Bangladesh gunmen made no demands, IS not involved

DHAKA--Seven militants who killed 20 people at a Dhaka restaurant made no demands and a person taken alive by police was only a suspect admitted in hospital, Bangladesh's home minister said on Sunday, rejecting Islamic State's claims of responsibility.


  The gunmen stormed the upmarket restaurant in the diplomatic zone late on Friday and killed their mostly non-Muslim hostages, including nine Italians, seven Japanese and a citizen each from the United States and India.
  Three of the six gunmen killed were under 22 years of age and had been missing for six months, Asaduzzaman Khan told Reuters in an interview at his Dhaka home. Police and government officials have said the attackers were from well-off Bangladeshi families, a rarity and an indication that religious radicalisation was widening its scope.

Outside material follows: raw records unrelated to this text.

//! Hexadecimal codec for binary wire values.
//!
//! Every binary value in the protocol (public key, ciphertext) travels as
//! hex text, two characters per byte, high nibble first. Encoding is a total
//! function; decoding validates both length and alphabet up front.

use crate::errors::{ProtocolError, Result};

const TABLE: &[u8; 16] = b"0123456789abcdef";

/// Encodes bytes as lowercase hex, two characters per input byte.
///
/// The output length is always `2 * bytes.len()`. This is a total function:
/// there is no error path.
pub fn encode(bytes: &[u8]) -> String {
    let mut out = String::with_capacity(bytes.len() * 2);
    for &b in bytes {
        out.push(TABLE[(b >> 4) as usize] as char);
        out.push(TABLE[(b & 0x0f) as usize] as char);
    }
    out
}

/// Decodes hex text into exactly `expected_len` bytes.
///
/// Accepts upper- and lowercase digits. Each byte is assembled from a
/// high-then-low nibble pair.
///
/// # Errors
///
/// - [`ProtocolError::LengthMismatch`] if `text` is not exactly
///   `2 * expected_len` characters
/// - [`ProtocolError::InvalidCharacter`] for the first character outside
///   `[0-9a-fA-F]`
pub fn decode(text: &str, expected_len: usize) -> Result<Vec<u8>> {
    let raw = text.as_bytes();
    if raw.len() != expected_len * 2 {
        return Err(ProtocolError::LengthMismatch {
            expected: expected_len * 2,
            actual: raw.len(),
        });
    }

    let mut out = Vec::with_capacity(expected_len);
    for i in 0..expected_len {
        let hi = nibble(raw, 2 * i)?;
        let lo = nibble(raw, 2 * i + 1)?;
        out.push((hi << 4) | lo);
    }
    Ok(out)
}

/// Short hex preview of a byte sequence for diagnostic logging.
///
/// Returns the hex encoding of at most `max_bytes` leading bytes, with a
/// `..` suffix when the input was truncated. Intended for log lines that
/// must never carry full key or secret material.
pub fn preview(bytes: &[u8], max_bytes: usize) -> String {
    if bytes.len() <= max_bytes {
        encode(bytes)
    } else {
        format!("{}..", encode(&bytes[..max_bytes]))
    }
}

fn nibble(raw: &[u8], position: usize) -> Result<u8> {
    match raw[position] {
        b @ b'0'..=b'9' => Ok(b - b'0'),
        b @ b'a'..=b'f' => Ok(b - b'a' + 10),
        b @ b'A'..=b'F' => Ok(b - b'A' + 10),
        b => Err(ProtocolError::InvalidCharacter {
            position,
            character: b as char,
        }),
    }
}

  Claiming responsibility, Islamic State warned citizens of "crusader countries" - that is, traditionally Christian western states - in a statement that they would not be safe "as long as their aircraft are killing Muslims". It also posted pictures of five grinning fighters in front of a black flag who it said were involved in the attack, according to the SITE monitoring website.
  But Khan said Islamic State was not involved, reiterating the government's position that home-grown militants were responsible for a spate of killings in the country over the past 18 months, including the latest one. Asked about the photos, the minister pointed to a wall behind him and said: "If I fix a poster of IS here and stand with a machine gun, will it establish that IS is here?"
  The minister has blamed Jamaat-ul-Mujahideen Bangladesh, which claims to represent Islamic State in Bangladesh but has no proven links to it. Security experts believe the suspect, who was hospitalised with serious injuries, would be crucial to the investigation into the attack. Khan said it was not clear if he was involved.
  Islamic State also claimed responsibility for two bombings overnight in Baghdad that killed nearly 120 people and wounded 200, most of them in a busy shopping area while residents celebrated the Muslim fasting month of Ramadan. Reacting to the two attacks over the past three days, Pope Francis asked people attending noon prayer at the Vatican in Rome to pray for the victims and their families.
  Late on Sunday in Bangladesh, hundreds of men, women and children held a candle light vigil near Dhaka's Shaheed Minar (Martyr's Monument) to pay respect to those who lost their lives. "We don't want this," Nasima, a textile industry worker, told Reuters Television. "Please stop this, stop this, stop this from our society, from our country, I want to live in peace."